A entrevista coletiva de Dilma teve a participação do ex-advogado-geral da União José Eduardo Cardozo e de jornalistas de 21 veículos da imprensa internacional: AFP, AP, Ansa, Al Ahram, Al Jazeera, BBC, BBC Brasil, Bloomberg, CCTV News, Clarín, EFE, El País, Reuters, Rádio Oriental, France Presse, Telesur, Página 12, The Wall Street Journal, La Nación, Xinhua News e Diário do Povo (China).
Durante boa parte do tempo, os dois buscaram reforçar o argumento de que o impeachment é um golpe. Dilma argumentou que o governo foi alvo de ataque de uma “elite” política e do mercado que é contrária à manutenção de programas sociais diante da crise econômica.

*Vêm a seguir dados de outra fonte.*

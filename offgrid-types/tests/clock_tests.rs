use offgrid_types::{ClockError, HlcClock, NodeId, Timestamp};

fn node(b: u8) -> NodeId {
    NodeId::from_bytes([b; 8])
}

fn now_millis() -> u64 {
    std::time::SystemTime::now()
        .duration_since(std::time::UNIX_EPOCH)
        .unwrap()
        .as_millis() as u64
}

// ── next() ───────────────────────────────────────────────────────

#[test]
fn burst_of_ticks_stays_monotonic() {
    let mut clock = HlcClock::new(node(1));
    let mut seen = Vec::with_capacity(50_000);
    for _ in 0..50_000 {
        seen.push(clock.next());
    }
    for pair in seen.windows(2) {
        assert!(pair[0] < pair[1]);
    }
}

#[test]
fn same_millisecond_increments_counter() {
    let n = node(1);
    let future = now_millis() + 10_000;
    let mut clock = HlcClock::with_last(n, Timestamp::new(future, 0, n));
    let ts = clock.next();
    assert_eq!(ts.millis(), future);
    assert_eq!(ts.counter(), 1);
}

// ── observe() ────────────────────────────────────────────────────

#[test]
fn next_never_regresses_below_observed() {
    let mut clock = HlcClock::new(node(1));
    let remote = Timestamp::new(now_millis() + 1_000, 500, node(2));
    clock.observe(&remote).unwrap();
    for _ in 0..100 {
        assert!(clock.next() > remote);
    }
}

#[test]
fn observe_ignores_older_timestamps() {
    let n = node(1);
    let mark = Timestamp::new(now_millis() + 5_000, 9, n);
    let mut clock = HlcClock::with_last(n, mark);
    clock.observe(&Timestamp::new(10, 0, node(2))).unwrap();
    assert_eq!(clock.last(), mark);
}

#[test]
fn observe_within_drift_is_accepted() {
    let mut clock = HlcClock::new(node(1)).with_max_drift(60_000);
    let remote = Timestamp::new(now_millis() + 30_000, 0, node(2));
    assert!(clock.observe(&remote).is_ok());
}

#[test]
fn observe_far_future_is_rejected_and_clock_unchanged() {
    let mut clock = HlcClock::new(node(1)).with_max_drift(1_000);
    let before = clock.last();
    let remote = Timestamp::new(now_millis() + 3_600_000, 0, node(2));
    assert!(matches!(
        clock.observe(&remote),
        Err(ClockError::DriftExceeded { .. })
    ));
    assert_eq!(clock.last(), before);
}

// ── Persistence ──────────────────────────────────────────────────

#[test]
fn restored_clock_continues_past_saved_mark() {
    let n = node(1);
    let mut clock = HlcClock::new(n);
    let issued = clock.next();

    // Simulate a restart: persist last(), restore, keep issuing.
    let mut restored = HlcClock::with_last(n, clock.last());
    assert!(restored.next() > issued);
}

#[test]
fn restored_clock_survives_wall_clock_standing_still() {
    let n = node(1);
    let frozen = now_millis() + 50_000;
    let mut restored = HlcClock::with_last(n, Timestamp::new(frozen, 3, n));
    let a = restored.next();
    let b = restored.next();
    assert_eq!(a, Timestamp::new(frozen, 4, n));
    assert_eq!(b, Timestamp::new(frozen, 5, n));
}
//! Hybrid Logical Clock timestamps for causal ordering.
//!
//! A timestamp combines physical time with a logical counter and the
//! issuing replica's node id:
//! - Monotonicity (always increasing per node)
//! - Causality (if A happens-before B, then ts(A) < ts(B))
//! - A strict total order (cross-node ties broken by node id)
//!
//! Based on the HLC algorithm from "Logical Physical Clocks" (Kulkarni et
//! al.). Because each replica's clock never issues the same timestamp
//! twice, the timestamp doubles as a mutation record's global identity.

use crate::{Error, NodeId};
use serde::{Deserialize, Serialize};
use std::cmp::Ordering;
use std::fmt;
use std::str::FromStr;

/// A Hybrid Logical Clock timestamp.
///
/// Consists of:
/// - `millis`: Milliseconds since Unix epoch (physical component)
/// - `counter`: Logical counter for events at the same wall time
/// - `node`: The replica that issued the timestamp
#[derive(Debug, Clone, Copy, PartialEq, Eq, Hash, Serialize, Deserialize)]
pub struct Timestamp {
    millis: u64,
    counter: u16,
    node: NodeId,
}

impl Timestamp {
    /// Creates a timestamp from components.
    #[must_use]
    pub const fn new(millis: u64, counter: u16, node: NodeId) -> Self {
        Self {
            millis,
            counter,
            node,
        }
    }

    /// Returns the wall time component in milliseconds since Unix epoch.
    #[must_use]
    pub const fn millis(&self) -> u64 {
        self.millis
    }

    /// Returns the logical counter.
    #[must_use]
    pub const fn counter(&self) -> u16 {
        self.counter
    }

    /// Returns the issuing replica's node id.
    #[must_use]
    pub const fn node(&self) -> NodeId {
        self.node
    }

    /// Returns true if this timestamp is causally before the other.
    #[must_use]
    pub fn is_before(&self, other: &Self) -> bool {
        self < other
    }

    /// Returns true if this timestamp is causally after the other.
    #[must_use]
    pub fn is_after(&self, other: &Self) -> bool {
        self > other
    }
}

impl PartialOrd for Timestamp {
    fn partial_cmp(&self, other: &Self) -> Option<Ordering> {
        Some(self.cmp(other))
    }
}

impl Ord for Timestamp {
    fn cmp(&self, other: &Self) -> Ordering {
        self.millis
            .cmp(&other.millis)
            .then_with(|| self.counter.cmp(&other.counter))
            .then_with(|| self.node.cmp(&other.node))
    }
}

/// The canonical form is `<millis:013>-<counter:04x>-<node:16 hex>`.
///
/// Zero-padding keeps lexicographic order of the string equal to the
/// timestamp's total order, which the log store relies on for its
/// primary-key ordering.
impl fmt::Display for Timestamp {
    fn fmt(&self, f: &mut fmt::Formatter<'_>) -> fmt::Result {
        write!(f, "{:013}-{:04x}-{}", self.millis, self.counter, self.node)
    }
}

impl FromStr for Timestamp {
    type Err = Error;

    fn from_str(s: &str) -> Result<Self, Self::Err> {
        let mut parts = s.splitn(3, '-');
        let (millis, counter, node) = match (parts.next(), parts.next(), parts.next()) {
            (Some(m), Some(c), Some(n)) => (m, c, n),
            _ => {
                return Err(Error::InvalidTimestamp(format!(
                    "expected <millis>-<counter>-<node>, got {s:?}"
                )));
            }
        };

        let millis = millis
            .parse::<u64>()
            .map_err(|_| Error::InvalidTimestamp(format!("invalid millis: {millis:?}")))?;
        let counter = u16::from_str_radix(counter, 16)
            .map_err(|_| Error::InvalidTimestamp(format!("invalid counter: {counter:?}")))?;
        let node = NodeId::parse(node)?;

        Ok(Self {
            millis,
            counter,
            node,
        })
    }
}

“Vem a crise. Até o último dia, enfrentamos a crise preservando programas sociais. Todos foram preservados: Bolsa Família, Minha Casa, Minha Vida, Prouni, integração do São Francisco etc. […] Há uma outra visão de como o Brasil deve se portar diante da crise”, declarou Dilma.
“Essa visão criou uma aliança. Aproveitou-se de uma crise entre Executivo e Legislativo. Percebeu condições favoráveis, na medida em que havia uma versão dada pela grande imprensa brasileira a respeito dessa situação. O impeachment passa a ser um dos instrumentos”, completou a presidente.
Recurso
Na entrevista, José Eduardo Cardozo destacou que o governo vai contestar o impeachment noSupremo Tribunal Federal (STF), sob o argumento de que não está configurado crime de responsabilidade por parte da presidente.

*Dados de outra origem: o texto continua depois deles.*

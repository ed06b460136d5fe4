//! Mutation records — the unit of replication.
//!
//! A mutation assigns one value to one cell. Row creation is implicit on
//! the first mutation that references a new row id; deletion is a write
//! to the reserved marker column, never a removal from the log.

use crate::{CellValue, Result, RowId, Timestamp};
use serde::{Deserialize, Serialize};

/// Reserved column name whose presence marks a row as deleted.
///
/// Writing `Integer(1)` to this column tombstones the row; the log keeps
/// the full history of the row's other cells.
pub const TOMBSTONE_COLUMN: &str = "_deleted";

/// One recorded write to a single cell.
///
/// Records are immutable once created and totally ordered by their
/// timestamp, which is also their global identity: a replica never issues
/// the same timestamp twice, so two records with equal timestamps are the
/// same record.
#[derive(Debug, Clone, PartialEq, Serialize, Deserialize)]
pub struct MutationRecord {
    /// Table the cell belongs to.
    pub table: String,

    /// Row the cell belongs to.
    pub row: RowId,

    /// Column name within the table.
    pub column: String,

    /// The assigned value.
    pub value: CellValue,

    /// When the write was issued; the record's identity.
    pub timestamp: Timestamp,

    /// Ed25519 signature over [`signing_bytes`](Self::signing_bytes),
    /// issued with the owner's signing key.
    #[serde(default)]
    pub signature: Vec<u8>,
}

/// Borrowed view serialized to produce the canonical signing bytes.
/// Field order is part of the wire contract.
#[derive(Serialize)]
struct SigningView<'a> {
    table: &'a str,
    row: RowId,
    column: &'a str,
    value: &'a CellValue,
    timestamp: Timestamp,
}

impl MutationRecord {
    /// Creates an unsigned record. The signature is attached by the owner
    /// context before the record enters the log.
    #[must_use]
    pub fn new(
        table: impl Into<String>,
        row: RowId,
        column: impl Into<String>,
        value: CellValue,
        timestamp: Timestamp,
    ) -> Self {
        Self {
            table: table.into(),
            row,
            column: column.into(),
            value,
            timestamp,
            signature: Vec::new(),
        }
    }

    /// Attaches a signature.
    #[must_use]
    pub fn with_signature(mut self, signature: Vec<u8>) -> Self {
        self.signature = signature;
        self
    }

    /// Canonical bytes covered by the record signature.
    pub fn signing_bytes(&self) -> Result<Vec<u8>> {
        let view = SigningView {
            table: &self.table,
            row: self.row,
            column: &self.column,
            value: &self.value,
            timestamp: self.timestamp,
        };
        Ok(serde_json::to_vec(&view)?)
    }

    /// Returns true if this record tombstones its row.
    #[must_use]
    pub fn is_tombstone(&self) -> bool {
        self.column == TOMBSTONE_COLUMN
    }

    /// The cell this record targets, as a borrowed key.
    #[must_use]
    pub fn cell(&self) -> (&str, RowId, &str) {
        (&self.table, self.row, &self.column)
    }
}

/// One not-yet-stamped local write, as submitted by the embedding
/// application. The replica assigns the timestamp and signature.
#[derive(Debug, Clone, PartialEq)]
pub struct CellWrite {
    /// Target table.
    pub table: String,
    /// Target row.
    pub row: RowId,
    /// Target column.
    pub column: String,
    /// Value to assign.
    pub value: CellValue,
}

impl CellWrite {
    /// A write assigning `value` to one cell.
    #[must_use]
    pub fn set(
        table: impl Into<String>,
        row: RowId,
        column: impl Into<String>,
        value: impl Into<CellValue>,
    ) -> Self {
        Self {
            table: table.into(),
            row,
            column: column.into(),
            value: value.into(),
        }
    }

    /// A write tombstoning an entire row.
    #[must_use]
    pub fn delete(table: impl Into<String>, row: RowId) -> Self {
        Self {
            table: table.into(),
            row,
            column: TOMBSTONE_COLUMN.to_string(),
            value: CellValue::Integer(1),
        }
    }
}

“Os pressupostos de validade e legalidade de um ato, isso não é mérito. Vejo ministro dizendo que o mérito pode ser julgado e outros dizendo que não. Mérito é o campo de valoração política em relação à conveniência de a presidente ficar ou não, e não se há fundamentação jurídica, [se há crime de responsabilidade]. Isso poderemos discutir no Supremo. Haverá um momento em que decidiremos fazer isso. Me reservo decidir o momento”, disse o ex-ministro da AGU.
Perguntado se pensa em recorrer à Corte Interamericana de Direitos Humanos, com sede em Haia, na Holanda, Cardozo afirmou que os esforços do governo estão concentrados no Judiciário e Legislativo brasileiros. Ele afirmou, porém, que alguns parlamentares têm a intenção de recorrer ao tribunal internacional.

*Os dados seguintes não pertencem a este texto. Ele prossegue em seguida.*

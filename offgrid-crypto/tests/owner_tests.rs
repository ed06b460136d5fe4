use offgrid_crypto::{CryptoError, Owner, RecoveryPhrase, WORD_COUNT};

// ── Creation ─────────────────────────────────────────────────────

#[test]
fn create_produces_twelve_word_phrase() {
    let owner = Owner::create().unwrap();
    assert_eq!(owner.recovery_phrase().split_whitespace().count(), WORD_COUNT);
}

#[test]
fn create_produces_distinct_owners() {
    let a = Owner::create().unwrap();
    let b = Owner::create().unwrap();
    assert_ne!(a.id(), b.id());
    assert_ne!(a.recovery_phrase(), b.recovery_phrase());
}

// ── Restore ──────────────────────────────────────────────────────

#[test]
fn restore_reproduces_identical_material() {
    let original = Owner::create().unwrap();
    let restored = Owner::restore(&original.recovery_phrase()).unwrap();

    assert_eq!(restored.id(), original.id());
    assert_eq!(restored.symmetric_key(), original.symmetric_key());
    assert_eq!(restored.verifying_key(), original.verifying_key());
}

#[test]
fn restore_twice_is_deterministic() {
    let phrase = Owner::create().unwrap().recovery_phrase();
    let a = Owner::restore(&phrase).unwrap();
    let b = Owner::restore(&phrase).unwrap();
    assert_eq!(a.id(), b.id());
    assert_eq!(a.verifying_key(), b.verifying_key());
}

#[test]
fn restore_rejects_unknown_word() {
    let err = Owner::restore(
        "zebra zebra zebra zebra zebra zebra zebra zebra zebra zebra zebra xyzzy",
    )
    .unwrap_err();
    assert!(matches!(err, CryptoError::InvalidMnemonic(_)));
}

#[test]
fn restore_rejects_bad_checksum() {
    // Valid words, wrong checksum: "abandon" x12 is not a valid mnemonic
    // ("abandon" x11 + "about" is).
    let err = Owner::restore(
        "abandon abandon abandon abandon abandon abandon abandon abandon abandon abandon abandon abandon",
    )
    .unwrap_err();
    assert!(matches!(err, CryptoError::InvalidMnemonic(_)));
}

#[test]
fn restore_rejects_wrong_word_count() {
    let err = Owner::restore("abandon about").unwrap_err();
    assert!(matches!(err, CryptoError::InvalidMnemonic(_)));
}

#[test]
fn known_phrase_is_accepted() {
    let owner = Owner::restore(
        "abandon abandon abandon abandon abandon abandon abandon abandon abandon abandon abandon about",
    )
    .unwrap();
    // Derivation is stable across runs.
    let again = Owner::restore(&owner.recovery_phrase()).unwrap();
    assert_eq!(owner.id(), again.id());
}

// ── Phrase encoding ──────────────────────────────────────────────

#[test]
fn phrase_word_count() {
    let phrase = RecoveryPhrase::generate().unwrap();
    assert_eq!(phrase.phrase().split_whitespace().count(), WORD_COUNT);
}

#[test]
fn phrase_from_entropy_is_deterministic() {
    let a = RecoveryPhrase::from_entropy(&[7u8; 16]).unwrap();
    let b = RecoveryPhrase::from_entropy(&[7u8; 16]).unwrap();
    assert_eq!(a.phrase(), b.phrase());
}

// ── Signing ──────────────────────────────────────────────────────

#[test]
fn owner_signatures_verify() {
    let owner = Owner::create().unwrap();
    let sig = owner.sign(b"fingerprint request");
    assert!(owner
        .verifying_key()
        .verify(b"fingerprint request", &sig)
        .is_ok());
}

#[test]
fn restored_owner_can_verify_original_signatures() {
    let original = Owner::create().unwrap();
    let sig = original.sign(b"record bytes");
    let restored = Owner::restore(&original.recovery_phrase()).unwrap();
    assert!(restored.verifying_key().verify(b"record bytes", &sig).is_ok());
}

#[test]
fn foreign_owner_signatures_are_rejected() {
    let ours = Owner::create().unwrap();
    let theirs = Owner::create().unwrap();
    let sig = theirs.sign(b"record bytes");
    assert!(ours.verifying_key().verify(b"record bytes", &sig).is_err());
}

“Quanto à Corte Interamericana, estou trabalhando no Brasil. Mas já soube de parlamentares que, diante de jurisprudência da Corte, tenderiam a ir àquela Corte. É iniciativa de parlamentares que poderão fazê-lo. Da parte da defesa, estamos nos vinculando aos órgãos brasileiros, porque acreditamos que os órgãos brasileiros e o Supremo possam fazer um julgamento justo.”
Aliança com PMDB
Os jornalistas estrangeiros perguntaram a Dilma e Cardozo se eles se arrependiam da aliança com o PMDB, com Temer como vice na chapa de Dilma na eleição de 2014. Cardozo respondeu que, com base nos elementos da época, não havia como imaginar o cenário atual.
“No momento em que você decidiu fazer aliança com o PMDB, o PMDB aceitava nosso programa de governo, se somava a esforços. Se num dado momento você tem descolamento, eu acho que ninguém poderia prever uma situação desse tipo. Houve um erro? Com base nos elementos daquela época, acho que não”, respondeu o ex-ministro.
Dilma não quis responder à pergunta e se limitou a dizer: “Há que se avaliar”.
Impeachment
Dilma iniciou a entrevista afirmando que, no período em que estiver afastada, “sem sombra de dúvida”, se dedicará à defesa no processo de impeachment.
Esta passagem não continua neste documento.